Q&A’s published on the World Journal Weekly on August 30, 2020 1. Petitioning for My Parents in China.  How Difficult Will It Be for Them to Pass the Public charge Requirement? 2. What Will Happen to My Labor Certification Green Card Case Since I Was Born in Hong Kong and How Long Will it Take for Me to Immigrate? 3. Can I Apply for DACA Now That the Supreme Court Ruled That the Program Could Continue? 4. Can You Tell Me if It Will be Safe to Go Into USCIS Offices for Interviews When They Are Scheduled?

1. Petitioning for My Parents in China.  How Difficult Will It Be for Them to Pass the Public charge Requirement?

I just became a US citizen and want to apply for my parents in China. I am really concerned because I heard that the Trump administration is making it very hard for persons who do not have much income or assets to immigrate. Currently I am married with two children, and our income level (combined) for the past three years has been around $60,000 annually. We have a house with very little mortgage left on it, and about $25,000 in savings.

Mr. Lee answers,
Under normal circumstances, you would appear to have a good chance of immigrating your parents in the absence of outstanding disabilities on the part of your parents that would require much medical assistance by the government. The public charge rule which went into effect on February 24, 2020, places an onerous burden on petitioners and the people that they sponsor to show more and count a number of factors in deciding the admissibility of people under the rule. This rule during the time of pandemic has been dropped by the government after its recent loss in the District Court in New York. The Department of Homeland Security has issued a memorandum that as long as the ruling is in effect, USCIS will apply the old public charge guidance to any adjustment of status application adjudicated on or after July 29, 2020.  The Department of State is also complying with the court’s order and in the process of updating its guidance to consular officers on how to proceed. The situation, however, remains volatile. It remains to be seen whether the court’s ruling will stand and if so, how the public charge law will proceed after the time of pandemic. (I note that under the new public charge rule, you may still be able to immigrate your parents, but would likely have to show much more documentation to do it).

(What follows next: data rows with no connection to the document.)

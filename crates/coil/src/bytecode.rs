//! Bytecode instruction set and compiled code representation.
//!
//! This module defines the closed set of instructions the VM executes and the
//! [`CodeObject`] that carries them, together with the line table used for
//! tracebacks and the exceptional-jump table used to route exceptions to
//! in-language handlers.

use std::sync::Arc;

use crate::cache::ExecutableKind;
use crate::exception::ExcType;
use crate::suspend::SuspendKind;
use crate::value::Value;

// ---------------------------------------------------------------------------
// Operator enums
// ---------------------------------------------------------------------------

/// Binary arithmetic operators. The VM delegates to [`crate::operators::apply_binop`].
#[derive(Debug, Clone, Copy, PartialEq, Eq)]
pub enum BinOp {
    Add,
    Sub,
    Mult,
    FloorDiv,
    Mod,
}

// ---------------------------------------------------------------------------
// Bytecode instructions
// ---------------------------------------------------------------------------

/// A single bytecode instruction.
///
/// Every instruction is responsible for its own instruction pointer. Most
/// advance it by one; jumps overwrite it. Instructions that hand control to a
/// different context (calls, resumptions) leave their own pointer on
/// themselves: whichever context later hands control back advances it. This is
/// what lets a failure inside a callee be attributed to the call site.
///
/// Index arguments (`u32`) refer to entries in the pools of the [`CodeObject`]
/// that contains the instruction.
#[derive(Debug, Clone, Copy, PartialEq)]
pub enum Op {
    // --- Stack manipulation ---
    /// Push `constants[i]` onto the stack.
    LoadConst(u32),

    /// Discard the top-of-stack value.
    Pop,

    /// Duplicate the top-of-stack value.
    Dup,

    /// Rotate the top N stack items so that TOS moves to position N.
    ///
    /// `RotN(3)` with stack `[a, b, c]` (c = TOS) produces `[c, a, b]`.
    RotN(u8),

    // --- Operators ---
    /// Pop two values (right then left), apply the operator, push the result.
    BinaryOp(BinOp),

    // --- Control flow ---
    /// Unconditional jump to instruction index.
    Jump(u32),

    /// Pop TOS. If falsy, jump to target.
    PopJumpIfFalse(u32),

    /// If TOS is the stop-iteration sentinel, pop it and jump to target.
    /// Otherwise leave the stack alone and fall through.
    PopJumpIfExhausted(u32),

    // --- Calls ---
    /// Call `functions[function]` with `argc` arguments popped from the stack.
    ///
    /// The callee starts with the arguments on its data stack, first argument
    /// deepest. Control moves to the callee.
    Call { function: u32, argc: u32 },

    /// Pop TOS as the return value and finish the current frame.
    ///
    /// In a plain frame the value is pushed onto the caller and the caller
    /// resumes after its call instruction; a root frame keeps the value as
    /// its only stack cell. In a generator or coroutine body the body is
    /// terminated and `StopIteration` is raised to whoever resumed it.
    ReturnValue,

    // --- Generators and coroutines ---
    /// Build an unstarted generator or coroutine over `functions[function]`,
    /// binding `argc` arguments from the stack, and push its handle.
    MakeSuspendable {
        function: u32,
        argc: u32,
        kind: SuspendKind,
    },

    /// Iterator-advance: resume the generator whose handle is TOS.
    ///
    /// The handle stays on the stack. The next yielded value is pushed on
    /// top of it; on exhaustion the stop-iteration sentinel is pushed instead.
    ForIter,

    /// Generator-send: pop a value and send it into the generator or
    /// coroutine whose handle is then TOS. The handle stays on the stack.
    Send,

    /// Suspend the current generator or coroutine body, handing TOS to
    /// whoever resumed it. The value sent on resumption will be TOS when the
    /// instruction after this one runs.
    YieldValue,

    // --- Exception handling ---
    /// Pop TOS as the message and raise an exception of the given kind.
    Raise(ExcType),

    /// Re-raise the pending exception of the current context.
    Reraise,

    /// Push `Bool(true)` if the pending exception is caught by a handler for the kind.
    CheckExcMatch(ExcType),

    /// Clear the pending exception. Emitted at the end of each handler body.
    PopException,

    // --- Host calls ---
    /// Call into the host runtime through the invoker cache.
    ///
    /// `names[declaring]` is the declaring type and `names[member]` the
    /// method name (absent for constructors). `argc` arguments are popped;
    /// for instance methods the receiver is the first of them.
    CallHost {
        kind: ExecutableKind,
        declaring: u32,
        member: Option<u32>,
        argc: u32,
    },

    // --- Misc ---
    /// No operation.
    Nop,
}

impl Op {
    /// Instructions at which an observed `StopIteration` becomes the
    /// stop-iteration sentinel instead of unwinding.
    pub fn is_iteration_boundary(&self) -> bool {
        matches!(self, Op::ForIter | Op::Send)
    }
}

// ---------------------------------------------------------------------------
// Compiled code representation
// ---------------------------------------------------------------------------

/// An exceptional-jump record: routes failures raised inside
/// `[start, end]` (inclusive) to `target`, after truncating the data stack
/// to `depth` cells.
#[derive(Debug, Clone, Copy, PartialEq, Eq)]
pub struct ExceptionalJump {
    pub start: u32,
    pub end: u32,
    /// Data-stack depth to restore before the handler runs.
    pub depth: u32,
    /// Instruction index of the handler.
    pub target: u32,
}

impl ExceptionalJump {
    /// A record guarding a single instruction.
    pub fn at(instruction: u32, depth: u32, target: u32) -> Self {
        Self {
            start: instruction,
            end: instruction,
            depth,
            target,
        }
    }

    /// Whether the record applies to the instruction at `ip`.
    ///
    /// A record with `start > end` guards nothing.
    pub fn covers(&self, ip: i64) -> bool {
        ip >= i64::from(self.start) && ip <= i64::from(self.end)
    }
}

/// Maps the half-open instruction range `[start, end)` to a source line.
#[derive(Debug, Clone, Copy, PartialEq, Eq)]
pub struct LineEntry {
    pub start: u32,
    pub end: u32,
    pub line: u32,
}

/// A compiled unit of code: a top-level script or a function body.
///
/// Nested function bodies are referenced by `Call(i)`/`MakeSuspendable(i)`
/// through `functions`.
#[derive(Debug, Clone, Default)]
pub struct CodeObject {
    /// Name used in tracebacks (`<module>` for a top-level script).
    pub name: String,

    /// The bytecode instructions to execute.
    pub instructions: Vec<Op>,

    /// Constant pool: literal values referenced by `LoadConst(index)`.
    pub constants: Vec<Value>,

    /// Name pool: host type and member names referenced by `CallHost`.
    pub names: Vec<String>,

    /// Compiled function bodies.
    pub functions: Vec<Arc<CodeObject>>,

    /// Source line table, sorted by `start`.
    pub lines: Vec<LineEntry>,

    /// Exceptional jumps, in the order they were added.
    ///
    /// When several records cover an instruction, the last one wins, so inner
    /// handlers must be added after the ones enclosing them.
    pub exception_table: Vec<ExceptionalJump>,
}

impl CodeObject {
    /// Create a new empty code object with the given name.
    pub fn new(name: impl Into<String>) -> Self {
        Self {
            name: name.into(),
            ..Self::default()
        }
    }

    pub fn len(&self) -> usize {
        self.instructions.len()
    }

    pub fn is_empty(&self) -> bool {
        self.instructions.is_empty()
    }

    /// The instruction at `ip`, if `ip` is in range.
    pub fn op_at(&self, ip: i64) -> Option<&Op> {
        usize::try_from(ip).ok().and_then(|i| self.instructions.get(i))
    }

    /// Source line of the instruction at `ip`.
    pub fn line_for(&self, ip: i64) -> Option<u32> {
        let ip = u32::try_from(ip).ok()?;
        let idx = self.lines.partition_point(|entry| entry.start <= ip);
        let entry = self.lines.get(idx.checked_sub(1)?)?;
        (ip < entry.end).then_some(entry.line)
    }

    /// The exceptional jump guarding the instruction at `ip`, if any.
    pub fn find_jump(&self, ip: i64) -> Option<&ExceptionalJump> {
        // Innermost records are added last
        self.exception_table.iter().rev().find(|jump| jump.covers(ip))
    }
}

2. What Will Happen to My Labor Certification Green Card Case Since I Was Born in Hong Kong and How Long Will it Take for Me to Immigrate?

I work as a market research analyst under H-1B visa and I took up my employer’s offer to sponsor me for the green card last year because I am from Hong Kong and the company lawyer said that my case would take less than two years if everything went well. Now we hear that because Pres. Trump is mad at China, I am now assigned to China. What does that mean for my case? My priority date is November 2019 and my labor certification application was approved in May 2020. My I-140 petition is now pending with USCIS.

Mr. Lee answers,
On July 14, 2020, Pres. Trump issued Executive Order 13936, “Pres. Trump’s Executive Order on Hong Kong Normalization” which among other things would no longer treat Hong Kong as an area having its own immigration quota under US law and instead assign it under China’s immigration visa quota. The State Department is still reviewing the question of whether Hong Kong born individuals can be chargeable to mainland China legally, but that may very well be swept under the rug given the politics of the State Department and that the Secretary is very much in the president’s corner. Currently for the month of August 2020, the visa bulletin final action dates show that China EB-2 for cases requiring an advanced degree or a bachelor’s +5 years experience is only up to cases filed before January 15, 2016, and for cases under EB-3 requiring a baccalaureate degree or two years experience up to February 15, 2017, one year more advanced. It is difficult to know how long it will take for your case under the China quota to become current given the vagaries of immigrant visa counting and the underuse of the numbers in this fiscal year, but given the more advanced state of EB-3, you may wish to file a petition under that category if you have not already done so.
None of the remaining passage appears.